Cyr was a lifelong advocate for rural education, and a champion of distance learning long before the advent of the Internet. But his lasting claim to fame is a place in history as the "father of the yellow school bus," the New York Times's James Barron writes:
...in the spring of 1939, [Cyr] called together educators, school bus manufacturers and paint experts for a conference that approved the nation’s first school bus safety standards — 42 pages covering everything from axles, batteries and emergency brakes to the inside height of the passenger compartment to, yes, the color that the world saw outside. The standards were published in a booklet with a yellow cover: the yellow was the color the group had chosen.

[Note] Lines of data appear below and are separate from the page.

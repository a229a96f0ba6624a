//! HTTP surface.
//!
//! An axum router over a shared [`PipelineState`]. The state is built once at
//! startup and replaced only by `POST /reload`.
pub mod routes;

use std::net::SocketAddr;
use std::sync::Arc;

use anyhow::{Context, Result};
use axum::Router;
use axum::http::HeaderValue;
use axum::routing::{get, post};
use tokio::sync::{Mutex, RwLock};
use tower_http::cors::{Any, CorsLayer};
use tower_http::trace::TraceLayer;
use tracing::{info, warn};

use crate::pipeline::{PipelineBuilder, PipelineState};

/// Shared handler state.
#[derive(Clone)]
pub struct AppState {
    pub builder: PipelineBuilder,
    pub pipeline: Arc<RwLock<PipelineState>>,
    /// Held for the duration of a rebuild so two reloads never write the
    /// index file at once.
    pub rebuild: Arc<Mutex<()>>,
}

impl AppState {
    pub fn new(builder: PipelineBuilder, initial: PipelineState) -> Self {
        Self {
            builder,
            pipeline: Arc::new(RwLock::new(initial)),
            rebuild: Arc::new(Mutex::new(())),
        }
    }
}

/// CORS policy from the configured origins; `*` allows any origin.
fn cors_layer(origins: &[String]) -> CorsLayer {
    let cors = CorsLayer::new().allow_methods(Any).allow_headers(Any);

    if origins.iter().any(|o| o == "*") {
        return cors.allow_origin(Any);
    }

    let parsed: Vec<HeaderValue> = origins
        .iter()
        .filter_map(|o| match o.parse::<HeaderValue>() {
            Ok(v) => Some(v),
            Err(_) => {
                warn!("Ignoring invalid CORS origin: {o}");
                None
            }
        })
        .collect();
    cors.allow_origin(parsed)
}

pub fn router(state: AppState) -> Router {
    let cors = cors_layer(&state.builder.config().server.allowed_origins);

    Router::new()
        .route("/", get(routes::root))
        .route("/diagnose", get(routes::diagnose))
        .route("/chat", post(routes::chat))
        .route("/reload", post(routes::reload))
        .layer(cors)
        .layer(TraceLayer::new_for_http())
        .with_state(state)
}

/// Bind `addr` and serve until Ctrl-C.
pub async fn serve(addr: SocketAddr, state: AppState) -> Result<()> {
    let listener = tokio::net::TcpListener::bind(addr)
        .await
        .with_context(|| format!("failed to bind {addr}"))?;
    info!("Listening on http://{addr}");

    axum::serve(listener, router(state))
        .with_graceful_shutdown(shutdown_signal())
        .await
        .context("server error")?;

    info!("Server stopped");
    Ok(())
}

async fn shutdown_signal() {
    if let Err(e) = tokio::signal::ctrl_c().await {
        warn!("Failed to listen for Ctrl-C: {e}");
        std::future::pending::<()>().await;
    }
    info!("Shutdown signal received");
}
//! Document chunking.
pub mod markdown;

pub use markdown::{Chunk, MarkdownSplitter, split_into_chunks};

“They wanted a color that would stand out, that other drivers could see from a distance and that would be identified with a school bus so whenever we saw it, we’d think, there’s a group of kids going someplace,” said Frank Cyr’s son, William. “Before that, they sent kids to school in anything.”
Yellow would stand out in low light and bad weather, Cyr and his colleagues reasoned. More than 70 years later, the zesty yellow-orange hue chosen at the conference is still in use. And among transportation mavens, Cyr is still hailed as a pioneer. From Cyr's profile on the Spaulding Center for Transportation's "Heroes Center":
When questioned about his role at the 1939 conference, Dr. Cyr said that he and the other attendees always used safety as the first criteria for school-bus standards. Indeed, by 1996, research conducted by the National Safety Council found that yellow school buses are safer than the family car and four-times safer than public transportation buses. We have Frank Cyr to thank for that.
For Cyr's son William, the yellow school buses aren't just his father's legacy. They're family. From an obituary published by Columbia Teacher's College, where Frank Cyr was a professor:
It was William Cyr who, as a child, asked the professor, "If you're the father of the yellow school bus, what does that make me?" Cyr replied that, whenever the boy saw a school bus, he could say, "There goes one of my brothers."
Hat tip to local writer and bluesman David Krajicek for tipping us off to this story. --Ed.